Find the string "impl" in the data, then copy every line where it is found.

**ENTRIES PROVIDED**
-*-
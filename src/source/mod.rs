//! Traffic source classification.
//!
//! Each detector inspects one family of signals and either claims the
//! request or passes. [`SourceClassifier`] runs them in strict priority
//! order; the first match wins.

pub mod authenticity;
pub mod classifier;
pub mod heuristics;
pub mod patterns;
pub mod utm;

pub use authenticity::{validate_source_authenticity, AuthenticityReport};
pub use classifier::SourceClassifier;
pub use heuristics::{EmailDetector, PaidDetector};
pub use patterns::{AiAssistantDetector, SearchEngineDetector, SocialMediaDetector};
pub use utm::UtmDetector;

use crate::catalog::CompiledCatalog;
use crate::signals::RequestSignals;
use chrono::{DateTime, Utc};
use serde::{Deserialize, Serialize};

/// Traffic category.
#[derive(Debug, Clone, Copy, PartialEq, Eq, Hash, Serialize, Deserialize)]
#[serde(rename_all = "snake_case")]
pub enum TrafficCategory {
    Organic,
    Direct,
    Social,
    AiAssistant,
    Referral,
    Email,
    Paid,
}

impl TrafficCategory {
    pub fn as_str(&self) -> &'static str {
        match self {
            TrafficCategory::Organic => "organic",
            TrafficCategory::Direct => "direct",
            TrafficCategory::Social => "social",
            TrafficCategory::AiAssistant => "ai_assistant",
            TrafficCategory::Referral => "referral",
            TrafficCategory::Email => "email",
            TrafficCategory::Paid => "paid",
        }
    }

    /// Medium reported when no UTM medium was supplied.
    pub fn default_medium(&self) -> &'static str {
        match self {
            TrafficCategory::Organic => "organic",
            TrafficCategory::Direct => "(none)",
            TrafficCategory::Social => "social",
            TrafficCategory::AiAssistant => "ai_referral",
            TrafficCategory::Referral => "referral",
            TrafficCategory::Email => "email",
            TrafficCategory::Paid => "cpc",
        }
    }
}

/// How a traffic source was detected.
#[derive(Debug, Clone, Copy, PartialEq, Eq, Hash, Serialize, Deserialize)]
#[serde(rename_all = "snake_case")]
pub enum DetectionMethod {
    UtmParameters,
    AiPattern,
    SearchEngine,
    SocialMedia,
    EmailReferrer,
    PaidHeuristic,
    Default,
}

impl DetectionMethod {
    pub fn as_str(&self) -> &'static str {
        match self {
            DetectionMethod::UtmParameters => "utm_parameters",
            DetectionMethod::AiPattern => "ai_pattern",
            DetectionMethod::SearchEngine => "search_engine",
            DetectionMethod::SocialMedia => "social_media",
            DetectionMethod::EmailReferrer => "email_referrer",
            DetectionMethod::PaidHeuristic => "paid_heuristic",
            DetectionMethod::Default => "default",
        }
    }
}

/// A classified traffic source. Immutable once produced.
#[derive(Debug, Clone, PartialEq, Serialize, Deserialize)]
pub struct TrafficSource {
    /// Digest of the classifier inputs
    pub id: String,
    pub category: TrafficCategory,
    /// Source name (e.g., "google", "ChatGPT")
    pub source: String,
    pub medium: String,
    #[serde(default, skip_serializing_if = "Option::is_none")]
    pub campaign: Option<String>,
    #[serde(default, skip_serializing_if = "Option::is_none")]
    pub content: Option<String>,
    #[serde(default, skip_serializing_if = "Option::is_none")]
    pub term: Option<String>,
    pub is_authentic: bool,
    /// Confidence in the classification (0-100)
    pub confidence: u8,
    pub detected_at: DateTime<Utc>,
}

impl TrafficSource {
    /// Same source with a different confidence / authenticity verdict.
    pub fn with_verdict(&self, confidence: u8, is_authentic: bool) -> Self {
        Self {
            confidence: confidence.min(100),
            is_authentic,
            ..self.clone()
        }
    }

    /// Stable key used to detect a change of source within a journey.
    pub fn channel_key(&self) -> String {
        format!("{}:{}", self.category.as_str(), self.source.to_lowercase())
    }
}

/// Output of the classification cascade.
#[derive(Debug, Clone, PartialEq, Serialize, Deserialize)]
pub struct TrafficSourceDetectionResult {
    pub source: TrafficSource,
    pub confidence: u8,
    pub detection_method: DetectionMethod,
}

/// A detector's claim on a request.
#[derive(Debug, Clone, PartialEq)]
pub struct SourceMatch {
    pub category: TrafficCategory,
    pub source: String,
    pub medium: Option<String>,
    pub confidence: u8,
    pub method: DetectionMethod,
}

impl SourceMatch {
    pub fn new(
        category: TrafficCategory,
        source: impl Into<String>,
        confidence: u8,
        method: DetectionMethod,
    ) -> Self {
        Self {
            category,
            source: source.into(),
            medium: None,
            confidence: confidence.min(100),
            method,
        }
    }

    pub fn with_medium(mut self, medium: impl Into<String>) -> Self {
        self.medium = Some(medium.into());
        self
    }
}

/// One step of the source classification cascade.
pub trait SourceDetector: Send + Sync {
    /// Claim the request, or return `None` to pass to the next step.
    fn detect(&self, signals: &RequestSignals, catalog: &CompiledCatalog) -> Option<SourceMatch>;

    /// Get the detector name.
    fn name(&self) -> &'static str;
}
-*-
**TASK ANSWER**
impl TrafficCategory {
impl DetectionMethod {
impl TrafficSource {
impl SourceMatch {
        source: impl Into<String>,
    pub fn with_medium(mut self, medium: impl Into<String>) -> Self {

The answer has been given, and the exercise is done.